As this blogger and others have noted, the bank rescue programs have been designed to work around constraints more than to fix the underlying problem, which is a lot of bad debt that needs to be restructured and renegotiated, including the debt of the banks themselves. Instead, the boundary conditions have included “No more Lehmans”, “We don’t do nationalization”, “Sanctity of contracts” (aka no trying to cut the securitization Gordian knot), an unwillingness to have bank bondholders take hits (with WaMu an odd exception) plus a fear of going back to Congress for more dough.
As the economy keeps downshifting, the Administration seems to be coming to the recognition that it has to relax one of those constraints, but it appears to perceive otherwise. From the New York Times:
In a significant shift, White House and Treasury Department officials now say they can stretch what is left of the $700 billion financial bailout fund further than they had expected a few months ago, simply by converting the government’s existing loans to the nation’s 19 biggest banks into common stock.

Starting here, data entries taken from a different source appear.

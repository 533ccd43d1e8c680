//! # Aggregation Domain
//!
//! Entity shapes (`spec.md` §3) and the persistence contract (§6) that
//! the Aggregation Engine and Merge Engine consume and produce.
//!
//! This crate defines *what* is stored and the trait boundary for
//! *how* it is stored; concrete storage backends (Postgres, in-memory
//! fakes) live in their own crates and implement [`traits::AggregationStore`].

pub mod error;
pub mod run;
pub mod traits;
pub mod types;

pub use error::{DomainError, Result};
pub use run::{AggregationRunSummary, FailedMerge, MergeRunSummary, RunWarning};
pub use traits::{
    AcceptedMerge, AggregationStore, AggregationWriter, AssignmentDecision, EventReader,
    HistoryReader, MergeWriter, NewsReader, PersistOutcome, ProcessingLogWriter, RelationReader,
};
pub use types::{
    Event, EventHistoryRelation, EventStatus, HistoryRelationType, NewsEventRelation, NewsItem,
    ProcessingLog, RelationType, RunStatus, Sentiment, TaskType, TimeWindow,
};
//! LLM provider client (`spec.md` §9 "global service singletons" →
//! explicit handle passed into the dispatcher instead of a singleton).
//!
//! `LlmClient` is the seam the dispatcher programs against; `OpenAi`
//! is the reference implementation, built the same way
//! `extraction::ai::openai::OpenAI` builds its chat completion calls —
//! same request/response shape, same bearer-token header, same
//! single-retry-free `chat`. Retry, batching, and concurrency are the
//! dispatcher's job, not the client's.

use async_trait::async_trait;
use reqwest::Client;
use serde::{Deserialize, Serialize};

use crate::error::{LlmError, Result};

/// One raw completion call against an LLM provider. Implementations
/// must not retry internally — the dispatcher owns retry policy.
#[async_trait]
pub trait LlmClient: Send + Sync {
    async fn complete(
        &self,
        prompt: &str,
        model: &str,
        temperature: f32,
        max_tokens: u32,
    ) -> Result<CompletionResponse>;
}

/// A successful completion plus the token accounting the dispatcher
/// persists in its per-call debug artefact (`spec.md` §6).
#[derive(Debug, Clone)]
pub struct CompletionResponse {
    pub text: String,
    pub prompt_tokens: Option<u32>,
    pub completion_tokens: Option<u32>,
}

/// OpenAI-compatible chat completion client.
#[derive(Clone)]
pub struct OpenAiClient {
    client: Client,
    api_key: String,
    base_url: String,
}

impl OpenAiClient {
    pub fn new(api_key: impl Into<String>) -> Self {
        Self {
            client: Client::new(),
            api_key: api_key.into(),
            base_url: "https://api.openai.com/v1".to_string(),
        }
    }

    pub fn from_env() -> Result<Self> {
        let api_key = std::env::var("OPENAI_API_KEY")
            .map_err(|_| LlmError::Network("OPENAI_API_KEY not set".into()))?;
        Ok(Self::new(api_key))
    }

    pub fn with_base_url(mut self, url: impl Into<String>) -> Self {
        self.base_url = url.into();
        self
    }
}

#[derive(Serialize)]
struct ChatRequest<'a> {
    model: &'a str,
    messages: Vec<ChatMessage>,
    temperature: f32,
    max_tokens: u32,
}

#[derive(Serialize)]
struct ChatMessage {
    role: String,
    content: String,
}

#[derive(Deserialize)]
struct ChatResponse {
    choices: Vec<ChatChoice>,
    #[serde(default)]
    usage: Option<Usage>,
}

#[derive(Deserialize)]
struct ChatChoice {
    message: ChatResponseMessage,
}

#[derive(Deserialize)]
struct ChatResponseMessage {
    content: String,
}

#[derive(Deserialize)]
struct Usage {
    prompt_tokens: u32,
    completion_tokens: u32,
}

#[async_trait]
impl LlmClient for OpenAiClient {
    async fn complete(
        &self,
        prompt: &str,
        model: &str,
        temperature: f32,
        max_tokens: u32,
    ) -> Result<CompletionResponse> {
        let request = ChatRequest {
            model,
            messages: vec![
                ChatMessage {
                    role: "system".to_string(),
                    content: "You are an event-clustering assistant. Respond with strict JSON only.".to_string(),
                },
                ChatMessage {
                    role: "user".to_string(),
                    content: prompt.to_string(),
                },
            ],
            temperature,
            max_tokens,
        };

        let response = self
            .client
            .post(format!("{}/chat/completions", self.base_url))
            .header("Authorization", format!("Bearer {}", self.api_key))
            .header("Content-Type", "application/json")
            .json(&request)
            .send()
            .await
            .map_err(|e| {
                if e.is_timeout() {
                    LlmError::Timeout
                } else {
                    LlmError::Network(Box::new(e))
                }
            })?;

        let status = response.status();
        if status == reqwest::StatusCode::TOO_MANY_REQUESTS {
            return Err(LlmError::RateLimited);
        }
        if status.is_server_error() {
            return Err(LlmError::ServerError(status.as_u16()));
        }
        if !status.is_success() {
            let body = response.text().await.unwrap_or_default();
            return Err(LlmError::Network(
                format!("OpenAI API error ({}): {}", status, body).into(),
            ));
        }

        let chat_response: ChatResponse = response
            .json()
            .await
            .map_err(|e| LlmError::Network(Box::new(e)))?;

        let choice = chat_response
            .choices
            .into_iter()
            .next()
            .ok_or(LlmError::EmptyResponse)?;

        if choice.message.content.trim().is_empty() {
            return Err(LlmError::EmptyResponse);
        }

        Ok(CompletionResponse {
            text: choice.message.content,
            prompt_tokens: chat_response.usage.as_ref().map(|u| u.prompt_tokens),
            completion_tokens: chat_response.usage.as_ref().map(|u| u.completion_tokens),
        })
    }
}

#[cfg(test)]
mod tests {
    use super::*;

    #[test]
    fn builder_sets_base_url() {
        let client = OpenAiClient::new("sk-test").with_base_url("https://proxy.example.com/v1");
        assert_eq!(client.base_url, "https://proxy.example.com/v1");
    }
}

Converting those loans to common shares would turn the federal aid into available capital for a bank — and give the government a large ownership stake in return.
While the option appears to be a quick and easy way to avoid a confrontation with Congressional leaders wary of putting more money into the banks, some critics would consider it a back door to nationalization, since the government could become the largest shareholder in several banks.
The Treasury has already negotiated this kind of conversion with Citigroup and has said it would consider doing the same with other banks, as needed. But now the administration seems convinced that this maneuver can be used to make up for any shortfall in capital that the big banks confront in the near term.
So we may get to the government as majority owner in some banks (with a Citi conversion, its stake would be 36%) and unwilling to act like it (or perhaps only until the next regime change). And let us not forget that significant minority stakeholders generally have significant rights, particularly when they come in as rescuers (they extract more). Board seats and lots of veto rights are the usual minimums.
As Joseph Stiglitz and pretty much any private equity investor would tell you, the worst position is to have ownership and no control. The US choosing to act as absentee owner (or merely throwing its weight around on the odd political hot button) is a choice to relinquish authority to the detriment of tax payers and the benefit of banksters. But that seems to be the Obama bank policy hallmark, so why should this decision be any different?